_Exercise description_
Go through the data line by line and count the lines that hold "annotation". Reply with the total only.

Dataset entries
◇ ◇ ◇

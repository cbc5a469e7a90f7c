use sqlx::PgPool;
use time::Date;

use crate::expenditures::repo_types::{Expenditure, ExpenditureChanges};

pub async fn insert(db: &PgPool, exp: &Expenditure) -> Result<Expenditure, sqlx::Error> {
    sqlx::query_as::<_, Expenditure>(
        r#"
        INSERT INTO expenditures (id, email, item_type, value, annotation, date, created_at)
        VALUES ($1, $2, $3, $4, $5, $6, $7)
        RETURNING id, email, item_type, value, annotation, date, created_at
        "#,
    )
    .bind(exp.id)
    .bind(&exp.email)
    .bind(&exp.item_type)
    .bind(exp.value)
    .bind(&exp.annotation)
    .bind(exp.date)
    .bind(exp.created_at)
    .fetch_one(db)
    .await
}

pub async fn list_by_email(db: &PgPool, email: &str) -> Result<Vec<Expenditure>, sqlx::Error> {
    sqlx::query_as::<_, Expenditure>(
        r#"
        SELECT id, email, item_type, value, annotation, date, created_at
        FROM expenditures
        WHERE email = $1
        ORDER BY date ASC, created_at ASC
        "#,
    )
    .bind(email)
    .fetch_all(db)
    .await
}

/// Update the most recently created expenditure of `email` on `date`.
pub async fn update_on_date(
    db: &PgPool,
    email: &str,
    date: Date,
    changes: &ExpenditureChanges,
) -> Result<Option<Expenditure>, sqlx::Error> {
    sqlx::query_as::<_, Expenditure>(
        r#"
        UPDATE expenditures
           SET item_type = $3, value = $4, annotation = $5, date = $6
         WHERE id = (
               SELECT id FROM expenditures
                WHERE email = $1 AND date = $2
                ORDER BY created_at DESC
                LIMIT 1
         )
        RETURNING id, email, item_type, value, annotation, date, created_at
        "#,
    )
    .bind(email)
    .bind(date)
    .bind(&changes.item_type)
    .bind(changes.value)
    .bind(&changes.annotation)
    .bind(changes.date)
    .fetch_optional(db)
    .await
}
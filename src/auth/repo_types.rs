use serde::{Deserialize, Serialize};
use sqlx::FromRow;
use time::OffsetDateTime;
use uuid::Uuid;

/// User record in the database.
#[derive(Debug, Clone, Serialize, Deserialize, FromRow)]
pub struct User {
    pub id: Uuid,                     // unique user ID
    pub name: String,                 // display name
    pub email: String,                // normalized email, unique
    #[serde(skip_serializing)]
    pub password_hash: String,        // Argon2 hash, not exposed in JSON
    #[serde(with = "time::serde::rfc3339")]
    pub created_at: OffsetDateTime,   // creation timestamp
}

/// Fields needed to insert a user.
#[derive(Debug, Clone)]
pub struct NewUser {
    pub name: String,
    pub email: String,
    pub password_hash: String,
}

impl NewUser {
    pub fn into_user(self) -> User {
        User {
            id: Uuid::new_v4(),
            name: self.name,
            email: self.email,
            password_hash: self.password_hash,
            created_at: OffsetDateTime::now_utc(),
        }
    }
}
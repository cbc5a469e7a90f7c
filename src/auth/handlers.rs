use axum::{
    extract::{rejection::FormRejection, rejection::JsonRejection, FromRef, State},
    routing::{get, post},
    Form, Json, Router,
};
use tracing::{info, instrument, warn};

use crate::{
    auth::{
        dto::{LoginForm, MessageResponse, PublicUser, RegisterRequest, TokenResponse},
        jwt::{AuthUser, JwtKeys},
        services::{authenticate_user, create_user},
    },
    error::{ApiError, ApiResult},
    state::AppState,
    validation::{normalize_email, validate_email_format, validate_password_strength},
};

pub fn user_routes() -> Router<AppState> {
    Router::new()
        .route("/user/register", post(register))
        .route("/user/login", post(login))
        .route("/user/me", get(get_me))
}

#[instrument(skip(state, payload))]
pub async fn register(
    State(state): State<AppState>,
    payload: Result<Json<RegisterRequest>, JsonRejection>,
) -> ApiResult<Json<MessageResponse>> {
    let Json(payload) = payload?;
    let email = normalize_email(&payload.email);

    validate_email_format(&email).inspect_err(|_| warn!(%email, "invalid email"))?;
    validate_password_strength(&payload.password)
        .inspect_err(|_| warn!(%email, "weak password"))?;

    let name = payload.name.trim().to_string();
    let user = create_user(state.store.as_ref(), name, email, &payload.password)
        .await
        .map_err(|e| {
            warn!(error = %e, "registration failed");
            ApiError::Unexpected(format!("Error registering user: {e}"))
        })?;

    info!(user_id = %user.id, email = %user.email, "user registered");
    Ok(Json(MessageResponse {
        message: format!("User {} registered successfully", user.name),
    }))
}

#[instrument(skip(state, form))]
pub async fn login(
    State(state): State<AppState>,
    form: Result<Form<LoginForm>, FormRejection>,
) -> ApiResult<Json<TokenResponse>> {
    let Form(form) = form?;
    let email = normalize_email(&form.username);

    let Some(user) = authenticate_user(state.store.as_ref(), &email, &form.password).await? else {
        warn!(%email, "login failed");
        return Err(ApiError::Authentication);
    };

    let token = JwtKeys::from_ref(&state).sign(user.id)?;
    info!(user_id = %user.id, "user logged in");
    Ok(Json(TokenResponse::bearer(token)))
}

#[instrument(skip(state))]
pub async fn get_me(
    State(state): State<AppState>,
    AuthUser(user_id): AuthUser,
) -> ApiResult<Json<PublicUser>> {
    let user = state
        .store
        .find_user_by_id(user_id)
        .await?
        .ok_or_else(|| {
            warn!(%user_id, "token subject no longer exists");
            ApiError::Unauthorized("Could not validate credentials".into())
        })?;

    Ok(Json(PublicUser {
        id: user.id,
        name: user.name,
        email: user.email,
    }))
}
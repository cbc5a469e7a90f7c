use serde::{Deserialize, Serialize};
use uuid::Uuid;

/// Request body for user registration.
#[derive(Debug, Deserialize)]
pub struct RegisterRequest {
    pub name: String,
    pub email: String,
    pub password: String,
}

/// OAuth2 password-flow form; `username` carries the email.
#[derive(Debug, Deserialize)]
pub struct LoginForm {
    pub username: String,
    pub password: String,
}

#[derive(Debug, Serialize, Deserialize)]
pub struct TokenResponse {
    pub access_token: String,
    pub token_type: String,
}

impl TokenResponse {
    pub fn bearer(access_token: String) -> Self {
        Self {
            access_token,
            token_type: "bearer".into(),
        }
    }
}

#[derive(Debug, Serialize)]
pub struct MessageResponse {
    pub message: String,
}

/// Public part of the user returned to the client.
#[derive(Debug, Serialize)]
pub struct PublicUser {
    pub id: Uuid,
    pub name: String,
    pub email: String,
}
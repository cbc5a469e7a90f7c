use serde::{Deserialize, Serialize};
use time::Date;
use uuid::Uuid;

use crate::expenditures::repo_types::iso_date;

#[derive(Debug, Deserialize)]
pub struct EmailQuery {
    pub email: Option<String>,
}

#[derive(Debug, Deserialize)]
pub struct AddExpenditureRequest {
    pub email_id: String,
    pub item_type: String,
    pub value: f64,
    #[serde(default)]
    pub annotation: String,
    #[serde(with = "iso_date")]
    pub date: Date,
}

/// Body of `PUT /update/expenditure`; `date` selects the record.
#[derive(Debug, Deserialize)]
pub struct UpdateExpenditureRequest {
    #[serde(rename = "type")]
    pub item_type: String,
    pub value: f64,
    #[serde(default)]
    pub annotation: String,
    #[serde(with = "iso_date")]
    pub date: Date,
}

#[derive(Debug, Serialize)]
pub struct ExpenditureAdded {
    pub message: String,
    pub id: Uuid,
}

◇ ◇ ◇

_Finished task_
9